ECE Ph.D. student Jackson McCormick won an Outstanding Student Paper Award at the annual meeting of the American Geophysical Union.
Jackson McCormick won an Outstanding Student Paper Award at the annual meeting of the American Geophysical Union, held December 14-18, 2015 in San Francisco, California. This award is highly competitive and is given to only a few percent of the approximately 2,700 student presenters, based on both content and presentation.
McCormick is a third-year Ph.D. student in the Georgia Tech School of Electrical and Computer Engineering (ECE). He is a member of the Low Frequency Radio Group and is advised by ECE Assistant Professor Morris Cohen.
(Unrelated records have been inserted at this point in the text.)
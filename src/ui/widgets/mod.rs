pub mod tree_menu;
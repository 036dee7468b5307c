//! Configuration type definitions

use std::path::{Path, PathBuf};

use serde::{Deserialize, Serialize};

use crate::domain::services::BREADCRUMB_SEPARATOR;
use crate::error::CatpickResult;

use super::loader::{self, ConfigWarning};

/// Where the category payload comes from
#[derive(Debug, Clone, Serialize, Deserialize, Default, PartialEq, Eq)]
pub struct TreeConfig {
    /// JSON payload path, relative to the config file's directory
    #[serde(default)]
    pub path: Option<PathBuf>,
}

/// Picker presentation settings
#[derive(Debug, Clone, Serialize, Deserialize, PartialEq, Eq)]
pub struct PickerConfig {
    /// Summary text when nothing is selected
    #[serde(default)]
    pub placeholder: String,

    #[serde(default = "default_separator")]
    pub breadcrumb_separator: String,
}

impl Default for PickerConfig {
    fn default() -> Self {
        Self {
            placeholder: String::new(),
            breadcrumb_separator: default_separator(),
        }
    }
}

fn default_separator() -> String {
    BREADCRUMB_SEPARATOR.to_string()
}

/// Output configuration
#[derive(Debug, Clone, Serialize, Deserialize, PartialEq, Eq)]
pub struct OutputConfig {
    #[serde(default = "default_true")]
    pub unicode: bool,
}

impl Default for OutputConfig {
    fn default() -> Self {
        Self { unicode: true }
    }
}

fn default_true() -> bool {
    true
}

/// A shortcut chip offered above the tree
#[derive(Debug, Clone, Serialize, Deserialize, PartialEq, Eq)]
pub struct ShortcutConfig {
    /// Category name the chip toggles
    pub label: String,

    /// Key bound to the chip in the interactive picker
    #[serde(default)]
    pub key: Option<char>,
}

/// Main configuration structure
#[derive(Debug, Clone, Serialize, Deserialize, Default, PartialEq, Eq)]
pub struct Config {
    #[serde(default)]
    pub tree: TreeConfig,

    #[serde(default)]
    pub picker: PickerConfig,

    #[serde(default)]
    pub output: OutputConfig,

    #[serde(default)]
    pub shortcuts: Vec<ShortcutConfig>,
}

impl Config {
    /// Load configuration from a TOML file
    pub fn load(path: &Path) -> CatpickResult<Self> {
        let (config, _warnings) = loader::load_with_warnings(path)?;
        Ok(config)
    }

    /// Load configuration and collect non-fatal warnings (e.g. unknown keys).
    pub fn load_with_warnings(path: &Path) -> CatpickResult<(Self, Vec<ConfigWarning>)> {
        loader::load_with_warnings(path)
    }

    /// Load from project config, user config, or defaults
    pub fn load_or_default(project_root: Option<&Path>) -> Self {
        loader::load_or_default(project_root)
    }

    /// Apply environment variable overrides (CATPICK_* prefix)
    pub fn with_env_overrides(self) -> Self {
        loader::with_env_overrides(self, |key| std::env::var(key).ok())
    }
}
McCormick was honored for his presentation entitled “X-Ray Solar Flare Induced Ionospheric Perturbations Observed by VLF Sferics.” His work has focused on developing a technique that uses radio emissions from lightning, detected thousands of miles away from thunderstorms, as a proxy to track the electrical conditions of the upper atmosphere and lower ionosphere (65-85 km altitude).
This region is too high to reach with balloons, and too low to measure with satellites, yet has major impacts on several types of communications and radar signals and on global navigation. The radio emissions from lightning in the Very Low Frequency (VLF) range (3-30 kHz) reflect efficiently at these altitudes, and are thus sensitive to even small changes in ionospheric conditions.
McCormick’s technique processes and analyzes these lightning radio emissions, which was the subject of his presentation, and he also demonstrated his technique by tracking the ionosphere during a recent solar x-ray flare event.